WHAT IS EXPECTED:
The answer must be every line of the records in which the string "OwnedResource" appears.

━━━ RECORDS FOR PROCESSING ━━━

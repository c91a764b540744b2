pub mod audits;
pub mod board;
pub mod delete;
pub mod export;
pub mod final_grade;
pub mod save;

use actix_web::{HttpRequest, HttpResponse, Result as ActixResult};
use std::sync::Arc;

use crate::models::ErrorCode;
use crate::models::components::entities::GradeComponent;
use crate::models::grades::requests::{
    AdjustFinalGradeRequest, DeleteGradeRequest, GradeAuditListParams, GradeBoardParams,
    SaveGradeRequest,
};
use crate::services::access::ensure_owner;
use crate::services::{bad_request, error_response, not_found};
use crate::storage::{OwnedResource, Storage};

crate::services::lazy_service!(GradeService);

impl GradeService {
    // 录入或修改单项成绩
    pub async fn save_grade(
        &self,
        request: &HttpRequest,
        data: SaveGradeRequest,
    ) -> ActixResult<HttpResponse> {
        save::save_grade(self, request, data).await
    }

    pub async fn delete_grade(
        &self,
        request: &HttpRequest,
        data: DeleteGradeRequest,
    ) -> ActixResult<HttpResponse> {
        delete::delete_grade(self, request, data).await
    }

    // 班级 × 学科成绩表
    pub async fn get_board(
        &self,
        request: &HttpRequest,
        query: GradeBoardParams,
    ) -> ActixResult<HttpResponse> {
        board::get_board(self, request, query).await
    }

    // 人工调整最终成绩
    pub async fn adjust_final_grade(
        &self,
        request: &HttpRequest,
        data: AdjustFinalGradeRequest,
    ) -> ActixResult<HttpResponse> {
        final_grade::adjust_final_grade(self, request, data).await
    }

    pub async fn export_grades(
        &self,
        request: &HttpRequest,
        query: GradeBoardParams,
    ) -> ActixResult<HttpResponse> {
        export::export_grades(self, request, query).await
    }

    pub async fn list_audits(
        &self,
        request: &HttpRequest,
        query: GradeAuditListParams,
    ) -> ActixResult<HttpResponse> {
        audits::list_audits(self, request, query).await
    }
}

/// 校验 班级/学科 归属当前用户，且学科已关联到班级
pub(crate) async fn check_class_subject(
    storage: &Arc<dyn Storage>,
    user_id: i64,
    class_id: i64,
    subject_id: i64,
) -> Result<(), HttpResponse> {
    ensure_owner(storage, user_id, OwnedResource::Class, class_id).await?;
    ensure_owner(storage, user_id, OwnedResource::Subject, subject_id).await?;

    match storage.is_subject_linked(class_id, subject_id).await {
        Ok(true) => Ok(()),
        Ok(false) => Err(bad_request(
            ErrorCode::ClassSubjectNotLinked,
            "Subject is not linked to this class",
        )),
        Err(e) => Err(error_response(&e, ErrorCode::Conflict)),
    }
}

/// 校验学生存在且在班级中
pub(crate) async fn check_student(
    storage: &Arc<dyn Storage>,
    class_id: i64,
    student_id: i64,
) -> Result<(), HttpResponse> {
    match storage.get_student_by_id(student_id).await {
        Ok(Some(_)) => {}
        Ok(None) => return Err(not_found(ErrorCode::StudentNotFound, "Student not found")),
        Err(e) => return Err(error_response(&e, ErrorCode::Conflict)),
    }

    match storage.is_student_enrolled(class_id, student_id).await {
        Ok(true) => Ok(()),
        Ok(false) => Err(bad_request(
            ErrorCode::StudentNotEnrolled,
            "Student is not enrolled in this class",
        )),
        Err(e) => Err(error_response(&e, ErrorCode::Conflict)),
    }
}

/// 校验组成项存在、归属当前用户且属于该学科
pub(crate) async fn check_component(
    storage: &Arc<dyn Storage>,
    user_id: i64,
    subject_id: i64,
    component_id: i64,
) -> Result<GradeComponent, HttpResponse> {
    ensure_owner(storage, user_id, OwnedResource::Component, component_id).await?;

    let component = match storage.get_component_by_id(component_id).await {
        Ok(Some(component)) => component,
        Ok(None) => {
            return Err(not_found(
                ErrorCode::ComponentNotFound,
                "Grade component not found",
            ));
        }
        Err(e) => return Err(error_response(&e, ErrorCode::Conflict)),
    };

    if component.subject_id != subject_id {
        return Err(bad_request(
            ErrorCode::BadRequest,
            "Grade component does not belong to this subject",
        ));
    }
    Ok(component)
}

━━━

ANSWER BELOW:
use crate::storage::{OwnedResource, Storage};
    ensure_owner(storage, user_id, OwnedResource::Class, class_id).await?;
    ensure_owner(storage, user_id, OwnedResource::Subject, subject_id).await?;
    ensure_owner(storage, user_id, OwnedResource::Component, component_id).await?;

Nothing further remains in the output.